Point of View: Student senator commends changes to electoral code

By Daniel Houston
Student Senator

After more than a semester of collaboration and deliberation, the Student Senate last week approved by a two-thirds majority the last of a sweeping set of revisions to the student government electoral code.

These revisions will serve to make the elections process more responsive to student concerns and correct ambiguous language in the document that has put the electoral commission ­in uncomfortable circumstances in the past.

As chair this year of the senate operations and procedures committee, I made reforming the elections process a top priority on our agenda. Last year’s elections stretched the document to its limits, highlighting key areas of concern my committee aimed to address.

Perhaps the most prominent of these concerns was the role of disqualification in the elections process. Before Senate revised these passages, the electoral code allowed disqualification as a possible sanction for “[a]ny breach of the Electoral Code or additional rules, which the Electoral Commission deems necessary.” That means candidates could be disqualified for any number of hyper-specific infractions committed incidentally by every active campaign each election cycle.

What does this mean for the average student? The truth is, the power to disqualify is the power to disregard the student voice; the authority to disqualify candidates is the authority to overturn the outcome of elections. It was the consensus of my committee that such an extraordinary sanction requires extraordinary justification, something the code previously never provided.

The changes Senate approved last Thursday outline for the the first time clear parameters for the use of disqualification in elections. Disqualification can now only be used in circumstances in which a candidate has committed an extreme ethics violation or when the credible threat of its use is necessary to ensure all candidates comply fully with sanctions issued by the commission. This new standard is both practical from an administrative perspective and reasonable from a philosophical perspective.

In addition to addressing disqualification, Senate has removed restrictions on candidates’ ability to openly and respectfully address substantive differences between their platforms and those of their opponents, which had effectively disallowed debate or dialogue on issues students actually care about. Because of Senate’s efforts, future elections will be characterized by substantive debate, rather than the fear of being sanctioned for freely expressing one’s disagreement with another candidate’s vision.

Now, the last thing I and the other sponsors of this and other legislation wanted to communicate was any distrust for this year’s commission or its commissioner, Gregg Ortiz. This misperception made it all the way to the Senate floor on several occasions, and I can assure all parties involved that such distrust never existed.

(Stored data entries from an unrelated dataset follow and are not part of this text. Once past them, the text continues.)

// =============================================================================
// Options & outcome
// =============================================================================

/// Everything a caller can ask of one generation.
#[derive(Debug, Clone, Serialize, Deserialize)]
pub struct GenerateOptions {
    #[serde(flatten)]
    pub request: GenerationRequest,
    /// Save candidates and mark the selection accepted.
    #[serde(default)]
    pub persist: bool,
    #[serde(default)]
    pub optimize: bool,
    /// Overrides the configured iteration count.
    #[serde(default)]
    pub optimize_iterations: Option<usize>,
    #[serde(default)]
    pub judge: bool,
    /// Full judge criteria; built from the request when absent.
    #[serde(default)]
    pub criteria: Option<SelectionCriteria>,
    /// Judge weight preset name, used when `criteria` is absent.
    #[serde(default)]
    pub judge_preset: Option<String>,
    /// Ranking weight preset name for this request only.
    #[serde(default)]
    pub ranking_preset: Option<String>,
    #[serde(default)]
    pub include_embeddings: bool,
}

impl GenerateOptions {
    pub fn new(input: impl Into<String>) -> Self {
        Self::from_request(GenerationRequest::new(input))
    }

    pub fn from_request(request: GenerationRequest) -> Self {
        Self {
            request,
            persist: false,
            optimize: false,
            optimize_iterations: None,
            judge: false,
            criteria: None,
            judge_preset: None,
            ranking_preset: None,
            include_embeddings: false,
        }
    }
}

/// A non-fatal problem met after the pipeline ran.
#[derive(Debug, Clone, Serialize, Deserialize)]
pub struct OutcomeWarning {
    pub kind: FailureKind,
    #[serde(default, skip_serializing_if = "Option::is_none")]
    pub candidate_id: Option<Uuid>,
    pub message: String,
}

#[derive(Debug, Clone, Serialize, Deserialize)]
pub struct OutcomeMetadata {
    pub elapsed_ms: u64,
    pub pipeline_elapsed_ms: u64,
    pub stage_count: usize,
    pub backends_used: Vec<String>,
    pub state: PipelineState,
    pub stages: Vec<StageStatus>,
    pub failures: Vec<StageFailure>,
    #[serde(default, skip_serializing_if = "Vec::is_empty")]
    pub warnings: Vec<OutcomeWarning>,
    #[serde(default, skip_serializing_if = "Option::is_none")]
    pub judge_error: Option<String>,
}

#[derive(Debug, Clone, Serialize, Deserialize)]
pub struct GenerationOutcome {
    pub correlation_id: CorrelationId,
    pub candidates: Vec<Candidate>,
    pub ranked: Vec<RankingResult>,
    #[serde(default, skip_serializing_if = "Option::is_none")]
    pub selected: Option<Candidate>,
    pub selection: Selection,
    #[serde(default, skip_serializing_if = "Option::is_none")]
    pub optimization: Option<OptimizeOutcome>,
    pub metadata: OutcomeMetadata,
}

// =============================================================================
// Service
// =============================================================================

pub struct GenerationService {
    orchestrator: Orchestrator,
    ranking: RankingEngine,
    ranking_presets: WeightPresets,
    judge: JudgeSelector,
    judge_presets: JudgeWeightPresets,
    judge_backend: Option<String>,
    judge_weights: EvaluationWeights,
    optimizer: Optimizer,
    resolver: EmbeddingResolver,
    store: Arc<dyn CandidateStore>,
    historical_weight: f64,
    history_limit: usize,
}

I offer a historical example to illustrate my motivations: During the Constitutional Convention of 1787, delegates grappled with basic issues of structural authority in a manner not so different from the Student Senate’s efforts to amend the electoral code.

It was understood by all that George Washington, a revolutionary general widely revered by the public, would be the first chief executive of the new government. So trusted was Washington that some delegates argued for granting the presidency expansive executive authority. But Pennsylvania delegate Benjamin Franklin understood the importance of looking beyond the immediate future when assigning grants of power to important offices.

“The first man put at the helm will be a good one,” Franklin affirmed in a speech before the convention. “No body knows what sort may come afterwards.”

Likewise, I place my full confidence in the ability of electoral Commissioner Gregg Ortiz and his commission to guide the elections process fairly and efficiently in accordance with the code. He has been a valuable contributor to the revisions process and has always offered reasonable, constructive feedback. I and every other senator owe him a debt of gratitude for the time and energy he poured into helping us understand the operations of the commission and the nature of its responsibilities.

But Senate would be abdicating its responsibility to the students if we simply assumed all future commissioners will be of Ortiz’s caliber. Senate is obligated to establish clear requirements and expectations for all candidates and electoral officials, and our changes did so without infringing on the commission’s ability to efficiently administer the elections process.

So all that’s left to do is move forward into the election period with a sounder document, an able commission, and an understanding that while we may not always agree on the specifics of election processes, the highest priority for everyone involved is ensuring the student voice is put first in all elections to come.

Daniel Houston is a junior philosophy and political science major from Fort Worth.